Prefazione

Alpinista e scalatore, Accademico del Gruppo Italiano Scrittori di Montagna, Pierantonio Milone si porta da sempre nella mente e nel cuore l’amore senza riserve per la natura, gli alberi, i fiori, le marine, le scogliere, i litorali lacustri, le brughiere, i boschi e le tante creature che abitano tali luoghi o che volano per i cieli sovrastanti. Il suo amore per la natura è da intendersi come una declinazione articolata delle forme della bellezza. Forse, si tratta di una serie di icone ovvero di me­tafore: le nuvole, i refoli, i riverberi, i petali, i tronchi, le acque sorgive, le foglie marcite e un ulteriore e indefinito elenco di altre occasioni di ricchezza naturale al­tro non sono che presagi di situazioni, sentimenti, emozioni, accadimenti. Sono autentici simboli di vita e, quindi, anche di morte, poiché quest’ultima è da considerare la parte perfettiva che conclude il viaggio.

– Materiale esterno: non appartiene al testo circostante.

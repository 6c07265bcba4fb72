use std::future::Future;

use futures_core::future::BoxFuture;

use crate::message::{ReceiveRequest, Response};

/// Application logic that answers inbound requests.
///
/// Returning `None` sends nothing back; the peer's waiter stays pending until
/// it times out or the connection drops.
pub trait RequestHandler: Send + Sync + 'static {
    fn process_request(&self, request: ReceiveRequest) -> BoxFuture<'_, Option<Response>>;
}

/// A [`RequestHandler`] backed by an async closure.
pub struct HandlerFn<F> {
    f: F,
}

/// Wrap an async closure as a [`RequestHandler`].
///
/// ```
/// use pipemux_protocol::{handler_fn, Response};
///
/// let echo = handler_fn(|request| async move {
///     let body = request.body_as_string().unwrap_or_default();
///     Some(Response::ok().with_body(body))
/// });
/// # let _ = echo;
/// ```
pub fn handler_fn<F, Fut>(f: F) -> HandlerFn<F>
where
    F: Fn(ReceiveRequest) -> Fut + Send + Sync + 'static,
    Fut: Future<Output = Option<Response>> + Send + 'static,
{
    HandlerFn { f }
}

impl<F, Fut> RequestHandler for HandlerFn<F>
where
    F: Fn(ReceiveRequest) -> Fut + Send + Sync + 'static,
    Fut: Future<Output = Option<Response>> + Send + 'static,
{
    fn process_request(&self, request: ReceiveRequest) -> BoxFuture<'_, Option<Response>> {
        Box::pin((self.f)(request))
    }
}
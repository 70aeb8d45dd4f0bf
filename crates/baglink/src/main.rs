mod cmd;
mod exit;
mod logging;
mod output;

use clap::Parser;

use crate::cmd::Command;
use crate::logging::{init_logging, LogFormat, LogLevel};
use crate::output::OutputFormat;

#[derive(Parser, Debug)]
#[command(name = "baglink", version, about = "Smart-bag monitor CLI")]
struct Cli {
    /// Output format.
    #[arg(long, value_name = "FORMAT", global = true)]
    format: Option<OutputFormat>,

    /// Log output format (stderr).
    #[arg(long, value_name = "FORMAT", default_value = "text", global = true)]
    log_format: LogFormat,

    /// Minimum log level (stderr).
    #[arg(long, value_name = "LEVEL", default_value = "info", global = true)]
    log_level: LogLevel,

    #[command(subcommand)]
    command: Command,
}

fn main() {
    let cli = Cli::parse();
    init_logging(cli.log_format, cli.log_level);

    let format = cli.format.unwrap_or_else(OutputFormat::default_for_stdout);
    let result = cmd::run(cli.command, format);

    match result {
        Ok(code) => std::process::exit(code),
        Err(err) => {
            eprintln!("error: {err}");
            std::process::exit(err.code);
        }
    }
}

#[cfg(test)]
mod tests {
    use super::*;

    #[test]
    fn parses_monitor_subcommand() {
        let cli = Cli::try_parse_from([
            "baglink",
            "monitor",
            "rfcomm:00:1A:7D:DA:71:13",
            "--count",
            "10",
        ])
        .expect("monitor args should parse");

        assert!(matches!(cli.command, Command::Monitor(_)));
    }

    #[test]
    fn parses_send_subcommand() {
        let cli = Cli::try_parse_from([
            "baglink",
            "send",
            "local:/tmp/bag.sock",
            "--command",
            "heat-on",
        ])
        .expect("send args should parse");

        let Command::Send(args) = cli.command else {
            panic!("expected send command");
        };
        assert!(matches!(args.command, cmd::CommandArg::HeatOn));
    }

    #[test]
    fn rejects_unknown_command_name() {
        let err = Cli::try_parse_from([
            "baglink",
            "send",
            "local:/tmp/bag.sock",
            "--command",
            "warp-drive",
        ])
        .expect_err("unknown command should fail");

        assert_eq!(err.kind(), clap::error::ErrorKind::InvalidValue);
    }

    #[test]
    fn parses_simulate_with_reconnect_defaults() {
        let cli = Cli::try_parse_from(["baglink", "simulate", "/tmp/bag.sock"])
            .expect("simulate args should parse");

        let Command::Simulate(args) = cli.command else {
            panic!("expected simulate command");
        };
        assert_eq!(args.bag_id, "SB000001");
        assert_eq!(args.interval, "500ms");
    }
}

Un viaggio che si esplica in un continuo atteggiarsi di mo­dificazioni vuoi armoniose vuoi dirompenti, in qualche modo sempre ripetitive eppure mai uguali l’una all’altra. Sono le stagioni. L’etimologia è chiara: da statio, stationis, cioè la fermata, il momento della sosta, la me­ditazione, l’atto memoriale che si accompagna e si unisce all’attesa del futuro che ci aspetta. Ancora una volta è il gusto della vita, che viene ruminato con cal­ma, digerito con assennatezza, anche con la resa al vo­lere degli eventi. È, dunque, questa la pazienza dei for­ti: la concessione della pausa. Il prendere fiato nel cor­so del cammino. Si fa stationem: si dà un senso alle co­se che sono avvenute e che già danno avvisaglia di quel­le che avverranno nel prossimo futuro.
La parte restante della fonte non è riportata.